On Tu B’Shevat, Netta brings home a small seedling from her Israeli preschool. She learns to care for it with water, sunlight, and even music, and while the plant grows so does Netta. The following year on Tu B’Shevat, Ima and Abba buy Netta a big girl bed and she decides that her plant also needs a bigger pot. As Netta and her plant continue to grow, her family grows too. With the arrival of a baby sister, the family moves to a new house. And when Netta is big enough to start kindergarten, she tells her plant: “You’ve grown so much, it’s time for you to go live by yourself… Tomorrow before I start my new school, Abba will help me plant you in a garden, where you can make new friends.” Netta brings her new friend Ilana to meet her plant and they return to the park on Tu B’Shevat for a picnic and party, and of course to plant more trees. While there isn’t much of a plot to this slight, sweet story, the themes of growing older, welcoming a sibling, moving to a new home, starting a new school, and making new friends will resonate with young readers. The charming, detailed illustrations match the soft, gentle mood of the text. A brief explanation of Tu B’Shevat is appended along with a glossary of Hebrew words (abba, ima, morah, and savta). Readers also learn that Netta’s name means plant, her sister Avital’s name means dew, and her friend Ilana’s name means tree. A welcome addition to the holiday bookshelf.

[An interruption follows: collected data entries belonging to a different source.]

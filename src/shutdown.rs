use std::sync::atomic::{AtomicBool, Ordering};
use std::sync::Arc;
use tokio::sync::Notify;

// ═══════════════════════════════════════════════════════════════════════════════
// SHUTDOWN SIGNAL
// ═══════════════════════════════════════════════════════════════════════════════
//
// One signal is shared by the subscriber, the dispatcher, every event task and
// every retry delay. Triggering is idempotent and wakes all current waiters;
// waiters that arrive later return immediately.
// ═══════════════════════════════════════════════════════════════════════════════

#[derive(Clone, Default)]
pub struct ShutdownSignal {
    inner: Arc<ShutdownInner>,
}

#[derive(Default)]
struct ShutdownInner {
    triggered: AtomicBool,
    notify: Notify,
}

impl ShutdownSignal {
    pub fn new() -> Self {
        Self::default()
    }

    /// Request shutdown. Returns false if it was already requested.
    pub fn trigger(&self) -> bool {
        let first = !self.inner.triggered.swap(true, Ordering::SeqCst);
        self.inner.notify.notify_waiters();
        first
    }

    pub fn is_triggered(&self) -> bool {
        self.inner.triggered.load(Ordering::SeqCst)
    }

    /// Resolves once shutdown has been requested
    pub async fn wait(&self) {
        loop {
            // Register before checking the flag so a concurrent trigger is not missed
            let notified = self.inner.notify.notified();
            if self.is_triggered() {
                return;
            }
            notified.await;
        }
    }
}

impl std::fmt::Debug for ShutdownSignal {
    fn fmt(&self, f: &mut std::fmt::Formatter<'_>) -> std::fmt::Result {
        f.debug_struct("ShutdownSignal")
            .field("triggered", &self.is_triggered())
            .finish()
    }
}

#[cfg(test)]
mod tests {
    use super::*;
    use std::time::Duration;

    #[tokio::test]
    async fn test_wait_returns_after_trigger() {
        let signal = ShutdownSignal::new();
        let waiter = {
            let signal = signal.clone();
            tokio::spawn(async move { signal.wait().await })
        };
        tokio::time::sleep(Duration::from_millis(10)).await;
        assert!(signal.trigger());
        assert!(!signal.trigger());
        tokio::time::timeout(Duration::from_secs(1), waiter)
            .await
            .expect("waiter should finish")
            .expect("waiter should not panic");
    }

    #[tokio::test]
    async fn test_wait_after_trigger_is_immediate() {
        let signal = ShutdownSignal::new();
        signal.trigger();
        tokio::time::timeout(Duration::from_millis(50), signal.wait())
            .await
            .expect("already triggered");
    }
}
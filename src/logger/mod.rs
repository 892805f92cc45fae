//! Structured logging system for launchwatch
//!
//! This module provides a small, ergonomic logging API with:
//! - Per-subsystem tags (`LogTag`) and standard levels (Error/Warning/Info/Debug/Verbose)
//! - Per-tag debug control via `--debug-<tag>` flags
//! - Colored, wrapped console output
//!
//! ## Usage
//!
//! ```rust
//! use launchwatch::logger::{self, LogTag};
//!
//! logger::error(LogTag::Rpc, "Connection failed");
//! logger::warning(LogTag::Metadata, "URI fetch timed out");
//! logger::info(LogTag::Monitor, "Subscription established");
//! logger::debug(LogTag::Analytics, "Largest accounts: ..."); // Only with --debug-analytics
//! logger::log(LogTag::Monitor, "NEW_TOKEN", "Found new token"); // Free-form label
//! ```
//!
//! Call `logger::init()` once at startup, before any logging occurs.

mod bridge;
mod config;
mod core;
mod format;
mod levels;
mod tags;

pub use config::{config_from_args, get_logger_config, set_logger_config, LoggerConfig};
pub use levels::LogLevel;
pub use tags::LogTag;

/// Initialize the logger system
///
/// 1. Parses command-line arguments for `--debug-*`, `--verbose`, `--quiet`
/// 2. Routes `log` crate records from dependencies through this logger
pub fn init() {
    config::init_from_args();
    bridge::install();
}

/// Log with a free-form type label (e.g. "SUCCESS", "NEW_TOKEN", "SKIP")
///
/// The label decides the level: "ERROR" is an error, "WARN"/"WARNING" a
/// warning, "DEBUG"/"VERBOSE" are gated like `debug`/`verbose`, anything else
/// is informational.
pub fn log(tag: LogTag, log_type: &str, message: &str) {
    core::log_internal(tag, LogLevel::from_log_type(log_type), log_type, message);
}

/// Log at ERROR level (always shown)
pub fn error(tag: LogTag, message: &str) {
    core::log_internal(tag, LogLevel::Error, LogLevel::Error.as_str(), message);
}

/// Log at WARNING level
pub fn warning(tag: LogTag, message: &str) {
    core::log_internal(tag, LogLevel::Warning, LogLevel::Warning.as_str(), message);
}

/// Log at INFO level
pub fn info(tag: LogTag, message: &str) {
    core::log_internal(tag, LogLevel::Info, LogLevel::Info.as_str(), message);
}

/// Log at DEBUG level (only with `--debug-<tag>`)
pub fn debug(tag: LogTag, message: &str) {
    core::log_internal(tag, LogLevel::Debug, LogLevel::Debug.as_str(), message);
}

/// Log at VERBOSE level (only with `--verbose` or `--verbose-<tag>`)
pub fn verbose(tag: LogTag, message: &str) {
    core::log_internal(tag, LogLevel::Verbose, LogLevel::Verbose.as_str(), message);
}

Recommended for ages 3 – 8.
Rachel Kamin is the Director of the Joseph and Mae Gray Cultural & Learning Center at North Suburban Synagogue Beth El in Highland Park, Illinois. A past chair of the Sydney Taylor Book Award Committee, Rachel is currently the co-editor of Book Reviews for Children & Teens for the Association of Jewish Libraries Newsletter. She holds a BA in history from Grinnell College and a master’s degree in library and information science from the University of Michigan.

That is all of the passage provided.